■ **TASK DETAILS**:
Scan the records below for the line with "panicked while serving" and the line with "(&Method::DELETE, AdminRoute::DeleteApplication(name)) =>". Repeat those two lines and every line between them exactly, and nothing else.

(Stored data entries)
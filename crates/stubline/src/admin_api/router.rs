//! Two-stage route dispatch.
//!
//! Administrative routes (`/api/...`, `/health`, `/metrics`) are matched
//! first. Everything else is replay traffic: the first path segment (after
//! the optional namespace prefix) names the application.

use crate::admin_api::handlers::{applications, endpoints, replay, system};
use crate::admin_api::server::ServerState;
use crate::admin_api::types::{error_response, method_not_allowed, not_found};
use crate::config::ADMIN_SEGMENT;
use crate::replay::{split_replay_path, INTERNAL_ERROR_MESSAGE};
use bytes::Bytes;
use futures::FutureExt;
use http_body_util::Full;
use hyper::body::Body;
use hyper::{Method, Request, Response, StatusCode};
use std::borrow::Cow;
use std::convert::Infallible;
use std::panic::AssertUnwindSafe;
use std::sync::Arc;
use tracing::{debug, error};

/// Parsed administrative route
#[derive(Debug, PartialEq, Eq)]
enum AdminRoute {
    /// POST /api/create-application
    CreateApplication,
    /// GET /api/list-application
    ListApplications,
    /// PUT /api/edit-application/:name
    EditApplication(String),
    /// DELETE /api/delete-application/:name
    DeleteApplication(String),
    /// POST/GET /api/end-point/:name
    EndPoint(String),
    /// GET /health
    Health,
    /// GET /metrics
    Metrics,
}

impl AdminRoute {
    /// Parse an administrative path.
    ///
    /// `None` means the path is not administrative and should be treated as replay traffic.
    /// `Some(None)` means the path is under the admin segment but names no known route.
    fn parse(path: &str) -> Option<Option<Self>> {
        match path {
            "/health" => return Some(Some(AdminRoute::Health)),
            "/metrics" => return Some(Some(AdminRoute::Metrics)),
            _ => {}
        }

        let trimmed = path.strip_prefix('/').unwrap_or(path);
        let rest = match trimmed.split_once('/') {
            Some((ADMIN_SEGMENT, rest)) => rest,
            None if trimmed == ADMIN_SEGMENT => "",
            _ => return None,
        };

        let segments: Vec<&str> = rest.split('/').collect();
        let route = match segments.as_slice() {
            ["create-application"] => Some(AdminRoute::CreateApplication),
            ["list-application"] => Some(AdminRoute::ListApplications),
            ["edit-application", name] if !name.is_empty() => {
                Some(AdminRoute::EditApplication(decode(name)))
            }
            ["delete-application", name] if !name.is_empty() => {
                Some(AdminRoute::DeleteApplication(decode(name)))
            }
            ["end-point", name] if !name.is_empty() => Some(AdminRoute::EndPoint(decode(name))),
            _ => None,
        };
        Some(route)
    }
}

fn decode(segment: &str) -> String {
    urlencoding::decode(segment)
        .map(Cow::into_owned)
        .unwrap_or_else(|_| segment.to_string())
}

/// Main request router.
///
/// A panic anywhere below is turned into a generic 500 so that internal
/// details never reach the caller.
pub async fn route_request<B>(
    req: Request<B>,
    state: Arc<ServerState>,
) -> Result<Response<Full<Bytes>>, Infallible>
where
    B: Body,
    B::Error: std::fmt::Display,
{
    let method = req.method().clone();
    let path = req.uri().path().to_string();

    debug!("{} {}", method, path);

    let response = match AssertUnwindSafe(route_by_path(&method, &path, req, state))
        .catch_unwind()
        .await
    {
        Ok(response) => response,
        Err(_) => {
            error!("Handler panicked while serving {} {}", method, path);
            error_response(StatusCode::INTERNAL_SERVER_ERROR, INTERNAL_ERROR_MESSAGE)
        }
    };
    Ok(response)
}

/// Route based on path
async fn route_by_path<B>(
    method: &Method,
    path: &str,
    req: Request<B>,
    state: Arc<ServerState>,
) -> Response<Full<Bytes>>
where
    B: Body,
    B::Error: std::fmt::Display,
{
    match AdminRoute::parse(path) {
        Some(Some(route)) => route_admin(method, route, req, state).await,
        Some(None) => not_found(),
        None => match split_replay_path(path, &state.replay.prefix) {
            Some(target) => replay::handle_replay(target, req, state).await,
            None => not_found(),
        },
    }
}

/// Dispatch administrative requests based on method and route
async fn route_admin<B>(
    method: &Method,
    route: AdminRoute,
    req: Request<B>,
    state: Arc<ServerState>,
) -> Response<Full<Bytes>>
where
    B: Body,
    B::Error: std::fmt::Display,
{
    match (method, route) {
        (&Method::GET, AdminRoute::Health) => system::handle_health(),
        (&Method::GET, AdminRoute::Metrics) => system::handle_metrics(),

        (&Method::POST, AdminRoute::CreateApplication) => {
            applications::handle_create(req, state).await
        }
        (&Method::GET, AdminRoute::ListApplications) => applications::handle_list(state).await,
        (&Method::PUT, AdminRoute::EditApplication(name)) => {
            applications::handle_rename(&name, req, state).await
        }
        (&Method::DELETE, AdminRoute::DeleteApplication(name)) => {
            applications::handle_delete(&name, state).await
        }

        (&Method::POST, AdminRoute::EndPoint(name)) => {
            endpoints::handle_append(&name, req, state).await
        }
        (&Method::GET, AdminRoute::EndPoint(name)) => endpoints::handle_list(&name, state).await,

        _ => method_not_allowed(),
    }
}

#[cfg(test)]
mod tests {
    use super::*;
    use crate::application::ApplicationManager;
    use crate::config::ReplayConfig;
    use crate::store::InMemoryRuleStore;
    use http_body_util::BodyExt;
    use serde_json::{json, Value};

    fn state() -> Arc<ServerState> {
        Arc::new(ServerState {
            manager: Arc::new(ApplicationManager::new(Arc::new(InMemoryRuleStore::new()))),
            replay: ReplayConfig::default(),
        })
    }

    async fn send(
        state: &Arc<ServerState>,
        method: &str,
        uri: &str,
        body: &str,
    ) -> (StatusCode, String) {
        let req = Request::builder()
            .method(method)
            .uri(uri)
            .header("content-type", "application/json")
            .body(Full::new(Bytes::from(body.to_string())))
            .unwrap();
        let response = route_request(req, Arc::clone(state)).await.unwrap();
        let status = response.status();
        let bytes = response.into_body().collect().await.unwrap().to_bytes();
        (status, String::from_utf8(bytes.to_vec()).unwrap())
    }

    #[test]
    fn test_admin_route_parse() {
        assert_eq!(
            AdminRoute::parse("/api/create-application"),
            Some(Some(AdminRoute::CreateApplication))
        );
        assert_eq!(
            AdminRoute::parse("/api/list-application"),
            Some(Some(AdminRoute::ListApplications))
        );
        assert_eq!(
            AdminRoute::parse("/api/edit-application/billing"),
            Some(Some(AdminRoute::EditApplication("billing".to_string())))
        );
        assert_eq!(
            AdminRoute::parse("/api/delete-application/my%20app"),
            Some(Some(AdminRoute::DeleteApplication("my app".to_string())))
        );
        assert_eq!(
            AdminRoute::parse("/api/end-point/billing"),
            Some(Some(AdminRoute::EndPoint("billing".to_string())))
        );
        assert_eq!(AdminRoute::parse("/health"), Some(Some(AdminRoute::Health)));
        assert_eq!(AdminRoute::parse("/metrics"), Some(Some(AdminRoute::Metrics)));

        // Admin segment without a known route
        assert_eq!(AdminRoute::parse("/api"), Some(None));
        assert_eq!(AdminRoute::parse("/api/unknown"), Some(None));
        assert_eq!(AdminRoute::parse("/api/end-point/"), Some(None));
        assert_eq!(AdminRoute::parse("/api/end-point/a/b"), Some(None));

        // Replay traffic
        assert_eq!(AdminRoute::parse("/billing/invoice"), None);
        assert_eq!(AdminRoute::parse("/apiary/x"), None);
        assert_eq!(AdminRoute::parse("/health/check"), None);
        assert_eq!(AdminRoute::parse("/simulated-data/api/x"), None);
    }

    #[tokio::test]
    async fn test_end_to_end_billing_scenario() {
        let state = state();

        let (status, _) = send(&state, "POST", "/api/create-application", r#"{"name":"billing"}"#).await;
        assert_eq!(status, StatusCode::CREATED);

        let rules = json!([{
            "requestUrl": "/invoice",
            "requestMethod": "GET",
            "responseStatusCode": 200,
            "responseContentType": "application/json",
            "responseValue": {"ok": true}
        }]);
        let (status, body) = send(&state, "POST", "/api/end-point/billing", &rules.to_string()).await;
        assert_eq!(status, StatusCode::OK);
        let summary: Value = serde_json::from_str(&body).unwrap();
        assert_eq!(summary, json!({"added": 1, "duplicates": 0}));

        let (status, body) = send(&state, "GET", "/billing/invoice", "").await;
        assert_eq!(status, StatusCode::OK);
        assert_eq!(body, r#"{"ok":true}"#);

        let (status, body) = send(&state, "GET", "/simulated-data/billing/invoice", "").await;
        assert_eq!(status, StatusCode::OK);
        assert_eq!(body, r#"{"ok":true}"#);

        let (status, _) = send(&state, "GET", "/billing/unknown", "").await;
        assert_eq!(status, StatusCode::NOT_FOUND);
    }

    #[tokio::test]
    async fn test_unregistered_application_replay_is_500() {
        let state = state();
        let (status, body) = send(&state, "GET", "/payroll/run", "").await;
        assert_eq!(status, StatusCode::INTERNAL_SERVER_ERROR);
        assert!(body.contains("payroll"));
    }

    #[tokio::test]
    async fn test_unknown_admin_route_and_wrong_method() {
        let state = state();

        let (status, _) = send(&state, "GET", "/api/nothing-here", "").await;
        assert_eq!(status, StatusCode::NOT_FOUND);

        let (status, _) = send(&state, "GET", "/api/create-application", "").await;
        assert_eq!(status, StatusCode::METHOD_NOT_ALLOWED);

        let (status, _) = send(&state, "POST", "/health", "").await;
        assert_eq!(status, StatusCode::METHOD_NOT_ALLOWED);
    }

    #[tokio::test]
    async fn test_root_path_is_not_found() {
        let state = state();
        let (status, _) = send(&state, "GET", "/", "").await;
        assert_eq!(status, StatusCode::NOT_FOUND);
    }

    #[tokio::test]
    async fn test_create_validation() {
        let state = state();

        let (status, _) = send(&state, "POST", "/api/create-application", "{}").await;
        assert_eq!(status, StatusCode::BAD_REQUEST);

        let (status, _) = send(&state, "POST", "/api/create-application", "not json").await;
        assert_eq!(status, StatusCode::BAD_REQUEST);

        let (status, _) = send(&state, "POST", "/api/create-application", r#"{"name":"a/b"}"#).await;
        assert_eq!(status, StatusCode::BAD_REQUEST);

        let (status, _) = send(&state, "POST", "/api/create-application", r#"{"name":"dup"}"#).await;
        assert_eq!(status, StatusCode::CREATED);
        let (status, body) = send(&state, "POST", "/api/create-application", r#"{"name":"dup"}"#).await;
        assert_eq!(status, StatusCode::BAD_REQUEST);
        assert!(body.contains("already exists"));
    }

    #[tokio::test]
    async fn test_append_validation() {
        let state = state();

        let (status, _) = send(&state, "POST", "/api/end-point/ghost", r#"[{"requestUrl":"/x","requestMethod":"GET","responseStatusCode":200,"responseContentType":"text/plain","responseValue":"x"}]"#).await;
        assert_eq!(status, StatusCode::NOT_FOUND);

        send(&state, "POST", "/api/create-application", r#"{"name":"billing"}"#).await;

        let (status, _) = send(&state, "POST", "/api/end-point/billing", "[]").await;
        assert_eq!(status, StatusCode::BAD_REQUEST);

        let (status, _) = send(&state, "POST", "/api/end-point/billing", r#"{"requestUrl":"/x"}"#).await;
        assert_eq!(status, StatusCode::BAD_REQUEST);
    }

    #[tokio::test]
    async fn test_rename_and_delete_routes() {
        let state = state();
        send(&state, "POST", "/api/create-application", r#"{"name":"billing"}"#).await;

        let (status, _) = send(&state, "PUT", "/api/edit-application/billing", r#"{"name":"invoicing"}"#).await;
        assert_eq!(status, StatusCode::OK);

        let (status, _) = send(&state, "PUT", "/api/edit-application/billing", r#"{"name":"other"}"#).await;
        assert_eq!(status, StatusCode::NOT_FOUND);

        let (status, body) = send(&state, "GET", "/api/list-application", "").await;
        assert_eq!(status, StatusCode::OK);
        let listed: Value = serde_json::from_str(&body).unwrap();
        assert_eq!(listed, json!({"applications": ["invoicing"]}));

        let (status, _) = send(&state, "DELETE", "/api/delete-application/invoicing", "").await;
        assert_eq!(status, StatusCode::OK);

        let (status, _) = send(&state, "DELETE", "/api/delete-application/invoicing", "").await;
        assert_eq!(status, StatusCode::NOT_FOUND);
    }
}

■ **OUTPUT FOR THIS EXERCISE**:
            error!("Handler panicked while serving {} {}", method, path);
            error_response(StatusCode::INTERNAL_SERVER_ERROR, INTERNAL_ERROR_MESSAGE)
        }
    };
    Ok(response)
}

/// Route based on path
async fn route_by_path<B>(
    method: &Method,
    path: &str,
    req: Request<B>,
    state: Arc<ServerState>,
) -> Response<Full<Bytes>>
where
    B: Body,
    B::Error: std::fmt::Display,
{
    match AdminRoute::parse(path) {
        Some(Some(route)) => route_admin(method, route, req, state).await,
        Some(None) => not_found(),
        None => match split_replay_path(path, &state.replay.prefix) {
            Some(target) => replay::handle_replay(target, req, state).await,
            None => not_found(),
        },
    }
}

/// Dispatch administrative requests based on method and route
async fn route_admin<B>(
    method: &Method,
    route: AdminRoute,
    req: Request<B>,
    state: Arc<ServerState>,
) -> Response<Full<Bytes>>
where
    B: Body,
    B::Error: std::fmt::Display,
{
    match (method, route) {
        (&Method::GET, AdminRoute::Health) => system::handle_health(),
        (&Method::GET, AdminRoute::Metrics) => system::handle_metrics(),

        (&Method::POST, AdminRoute::CreateApplication) => {
            applications::handle_create(req, state).await
        }
        (&Method::GET, AdminRoute::ListApplications) => applications::handle_list(state).await,
        (&Method::PUT, AdminRoute::EditApplication(name)) => {
            applications::handle_rename(&name, req, state).await
        }
        (&Method::DELETE, AdminRoute::DeleteApplication(name)) => {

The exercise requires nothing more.